Rawson Marshall Thurber

BY Scott A. GrayPublished Aug 7, 2013

6
Who says there are no leading roles for women over 40 in Hollywood? Age "ain't nothin' but a numba," as long as the actress in question still appears 30. Just look at how hard Jennifer Aniston is working to prove to casting directors everywhere that her shake is still a moneymaker. You know, in lieu of developing the kind of acting range that would get her offered higher calibre roles. But flaunting what she's got while she's got it appears to be a serious part of Aniston's current project-choosing modus operandi.

It's hard to imagine that the serviceable Weeds-meets-Vacation script about a group of outsider drug mules learning the meaning of friendship while disguised as a middle-class American family on a road trip was really the selling point for anyone involved. Add the former Friends star as a stereotypical stripper with a heart of gold, a couple of promising youngsters saddled with cliché-ridden characters and a SNL breakout performer (Jason Sudeikis) with moderately rising marquee stock (after Horrible Bosses), as an affable smartass slacker in over his head, and you've got a recipe for a picture only as good as its performances.

Likely realizing this, Dodgeball director Rawson Marshall Thurber lets Sudeikis lead the cast through improvisation-heavy takes (judging by the outtakes playing over the end credits) in search of a little irreverent whimsy amidst all the formulaic titillation. His unfiltered everyman routine is a suitable fit for the role of David Clark, a small-time pot-dealer forced to pick up a shipment of grass from Mexico by his Bond-villain-on-glue of a boss (Ed Helms), to make up for losing his stash and savings to a bunch of effeminate teen thugs.
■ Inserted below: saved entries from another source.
use std::fs::{self, File, OpenOptions};
use std::path::{Path, PathBuf};
use std::sync::Mutex;

use tracing_subscriber::{fmt, prelude::*, EnvFilter};

use crate::app_dirs::AppDirs;

/// Install the global subscriber. Logs go to a file so they never draw over
/// the terminal UI; without a writable log file, logging is off.
///
/// Returns the log file path when one was opened.
pub fn init() -> Option<PathBuf> {
    let env_filter = EnvFilter::try_from_default_env().unwrap_or_else(|_| EnvFilter::new("info"));

    let path = AppDirs::log_path()?;
    let file = open_log_file(&path)?;

    let installed = tracing_subscriber::registry()
        .with(
            fmt::layer()
                .with_ansi(false)
                .with_writer(Mutex::new(file)),
        )
        .with(env_filter)
        .try_init()
        .is_ok();

    if installed {
        tracing::info!(path = %path.display(), "logging initialized");
    }
    Some(path)
}

fn open_log_file(path: &Path) -> Option<File> {
    if let Some(parent) = path.parent() {
        fs::create_dir_all(parent).ok()?;
    }
    OpenOptions::new().create(true).append(true).open(path).ok()
}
To look less conspicuous, David solicits the aid of the three other characters we've just conveniently met, who desperately need cash or something to do: Kenny (Will Poulter), the dorky teen next door looking for a father figure; Casey (Emma Roberts), a homeless girl with an iPhone searching for any sense of familial inclusion; and Rose, his stripper neighbour in need of new employment following unsavoury policy changes at "the office."
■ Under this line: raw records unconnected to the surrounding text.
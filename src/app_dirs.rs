use directories::ProjectDirs;
use std::path::PathBuf;

/// Centralized application directory resolution
pub struct AppDirs;

impl AppDirs {
    pub fn log_path() -> Option<PathBuf> {
        if let Ok(home) = std::env::var("HOME") {
            let state_dir = PathBuf::from(home)
                .join(".local")
                .join("state")
                .join("hangman");
            Some(state_dir.join("hangman.log"))
        } else {
            ProjectDirs::from("", "", "hangman")
                .map(|proj_dirs| proj_dirs.data_local_dir().join("hangman.log"))
        }
    }
}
The foursome has decent chemistry, with Poulter playing the naïve straight man to the world-weary, wrong-side-of-the-tracks dabbling of his temporary family. Aniston is at her best when playing a character equipped with a healthy reserve of bitch juice and Rose is driven to spray venomous contempt frequently by David's irresponsible flippancy as the fake patriarch of their merry band of misfits.
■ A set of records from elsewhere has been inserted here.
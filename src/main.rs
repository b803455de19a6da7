use std::{
    error::Error,
    io::{self, stdin},
    path::PathBuf,
    time::Duration,
};

use clap::{error::ErrorKind, CommandFactory, Parser};
use crossterm::{
    execute,
    terminal::{disable_raw_mode, enable_raw_mode, EnterAlternateScreen, LeaveAlternateScreen},
    tty::IsTty,
};
use hangman::{
    app::{App, AppAction},
    config::Settings,
    logging, plain,
    runtime::{CrosstermEventSource, GameEvent, GameEventSource, Runner},
    session::{GameSession, MaxErrors},
    word_bank::{FileWordSource, WordBank, DEFAULT_WORD_LIST},
};
use ratatui::{
    backend::{Backend, CrosstermBackend},
    Terminal,
};

const IDLE_INTERVAL_MS: u64 = 250;

/// guess the word one letter at a time before the gallows is complete
#[derive(Parser, Debug, Clone)]
#[clap(version, about)]
pub struct Cli {
    /// word list, one word per line (built-in words are used if it cannot be read)
    #[clap(long, default_value = DEFAULT_WORD_LIST)]
    words: PathBuf,

    /// wrong guesses allowed per round (1-8)
    #[clap(short = 'm', long, default_value_t = 8, value_parser = parse_max_errors)]
    max_errors: u8,

    /// seed for word selection, for reproducible rounds
    #[clap(long)]
    seed: Option<u64>,

    /// hide the list of guessed letters
    #[clap(long)]
    no_history: bool,

    /// read guesses from stdin and print JSON status lines instead of the TUI
    #[clap(long)]
    plain: bool,
}

fn parse_max_errors(s: &str) -> Result<u8, String> {
    let n: u32 = s.parse().map_err(|e| format!("{e}"))?;
    MaxErrors::new(n)
        .map(MaxErrors::get)
        .map_err(|e| e.to_string())
}

impl From<&Cli> for Settings {
    fn from(cli: &Cli) -> Self {
        Self {
            word_list: cli.words.clone(),
            // Range is enforced by the value parser.
            max_errors: MaxErrors::new(u32::from(cli.max_errors)).unwrap_or_default(),
            show_history: !cli.no_history,
            seed: cli.seed,
        }
    }
}

fn main() -> Result<(), Box<dyn Error>> {
    let cli = Cli::parse();
    logging::init();

    let settings = Settings::from(&cli);
    tracing::info!(?settings, "starting");

    if cli.plain {
        let bank = WordBank::load(&FileWordSource::new(&settings.word_list));
        let mut session = GameSession::with_max_errors(&bank, settings.rng(), settings.max_errors);
        plain::run(&mut session, &bank, stdin().lock(), io::stdout().lock())?;
        return Ok(());
    }

    if !stdin().is_tty() {
        let mut cmd = Cli::command();
        cmd.error(ErrorKind::Io, "stdin must be a tty (use --plain for piped input)")
            .exit();
    }

    enable_raw_mode()?;

    let mut stdout = io::stdout();
    execute!(stdout, EnterAlternateScreen)?;
    let backend = CrosstermBackend::new(stdout);
    let mut terminal = Terminal::new(backend)?;

    let mut app = App::new(&settings);
    let runner = Runner::new(
        CrosstermEventSource::new(),
        Duration::from_millis(IDLE_INTERVAL_MS),
    );
    let result = run_tui(&mut terminal, &mut app, &runner);

    disable_raw_mode()?;
    execute!(terminal.backend_mut(), LeaveAlternateScreen)?;
    terminal.show_cursor()?;

    result
}

fn run_tui<B: Backend, E: GameEventSource>(
    terminal: &mut Terminal<B>,
    app: &mut App,
    runner: &Runner<E>,
) -> Result<(), Box<dyn Error>> {
    terminal.draw(|f| f.render_widget(&*app, f.area()))?;

    loop {
        match runner.step() {
            GameEvent::Tick => continue,
            GameEvent::Disconnected => {
                tracing::error!("terminal event stream closed");
                return Err("terminal event stream closed".into());
            }
            GameEvent::Resize => {}
            GameEvent::Key(key) => {
                if app.handle_key(key) == AppAction::Quit {
                    break;
                }
            }
        }
        terminal.draw(|f| f.render_widget(&*app, f.area()))?;
    }

    Ok(())
}

#[cfg(test)]
mod tests {
    use super::*;
    use crossterm::event::{KeyCode, KeyEvent, KeyModifiers};
    use hangman::runtime::TestEventSource;
    use ratatui::backend::TestBackend;
    use std::sync::mpsc;

    #[test]
    fn test_cli_default_values() {
        let cli = Cli::parse_from(["hangman"]);

        assert_eq!(cli.words, PathBuf::from("words.txt"));
        assert_eq!(cli.max_errors, 8);
        assert_eq!(cli.seed, None);
        assert!(!cli.no_history);
        assert!(!cli.plain);
    }

    #[test]
    fn test_cli_max_errors() {
        let cli = Cli::parse_from(["hangman", "-m", "3"]);
        assert_eq!(cli.max_errors, 3);

        let cli = Cli::parse_from(["hangman", "--max-errors", "1"]);
        assert_eq!(cli.max_errors, 1);
    }

    #[test]
    fn test_cli_rejects_out_of_range_max_errors() {
        assert!(Cli::try_parse_from(["hangman", "-m", "9"]).is_err());
        assert!(Cli::try_parse_from(["hangman", "-m", "0"]).is_err());
        assert!(Cli::try_parse_from(["hangman", "-m", "many"]).is_err());
    }

    #[test]
    fn test_cli_to_settings() {
        let cli = Cli::parse_from([
            "hangman",
            "--words",
            "list.txt",
            "-m",
            "5",
            "--seed",
            "42",
            "--no-history",
        ]);

        let settings = Settings::from(&cli);

        assert_eq!(settings.word_list, PathBuf::from("list.txt"));
        assert_eq!(settings.max_errors.get(), 5);
        assert_eq!(settings.seed, Some(42));
        assert!(!settings.show_history);
    }

    #[test]
    fn test_run_tui_quits_on_esc() {
        let bank = WordBank::from_words(["cat"]).unwrap();
        let mut app = App::with_bank(bank, &Settings::default());

        let (tx, rx) = mpsc::channel();
        for code in [KeyCode::Char('c'), KeyCode::Char('q'), KeyCode::Esc] {
            tx.send(GameEvent::Key(KeyEvent::new(code, KeyModifiers::NONE)))
                .unwrap();
        }
        let runner = Runner::new(TestEventSource::new(rx), Duration::from_millis(5));

        let mut terminal = Terminal::new(TestBackend::new(80, 24)).unwrap();
        run_tui(&mut terminal, &mut app, &runner).unwrap();

        let status = app.status();
        assert_eq!(status.revealed, "C__");
        assert_eq!(status.error_count, 1);
    }

    #[test]
    fn test_run_tui_returns_when_events_stop() {
        let bank = WordBank::from_words(["cat"]).unwrap();
        let mut app = App::with_bank(bank, &Settings::default());

        let (tx, rx) = mpsc::channel();
        tx.send(GameEvent::Key(KeyEvent::new(
            KeyCode::Char('a'),
            KeyModifiers::NONE,
        )))
        .unwrap();
        drop(tx);
        let runner = Runner::new(TestEventSource::new(rx), Duration::from_millis(250));

        let mut terminal = Terminal::new(TestBackend::new(80, 24)).unwrap();
        let err = run_tui(&mut terminal, &mut app, &runner).unwrap_err();

        assert_eq!(err.to_string(), "terminal event stream closed");
        assert_eq!(app.status().revealed, "_A_");
    }

    #[test]
    fn test_idle_interval_constant() {
        const _: () = assert!(IDLE_INTERVAL_MS > 0);
        const _: () = assert!(IDLE_INTERVAL_MS <= 1000);
    }
}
The softening of her verbal karate chops to his fragile manhood substitutes for character development, but this isn't that kind of comedy anyway — nobody in We're The Millers is meant to be anything more than an archetypal approximation of a human being.

A reliance on pop-culture-referencing zingers provides as much insight into the personality of Sudeikis as it does the character he's playing. So, as long as you don't expect to learn anything about the human condition or feel anything other than uncomfortable mirth over the sight of swollen testicles and an unexpected tickle of the taboo (is faux-incest the new rape joke?), We're The Millers delivers enough to be worth cueing up for rainy day viewing.

Maybe don't watch it with your actual family though.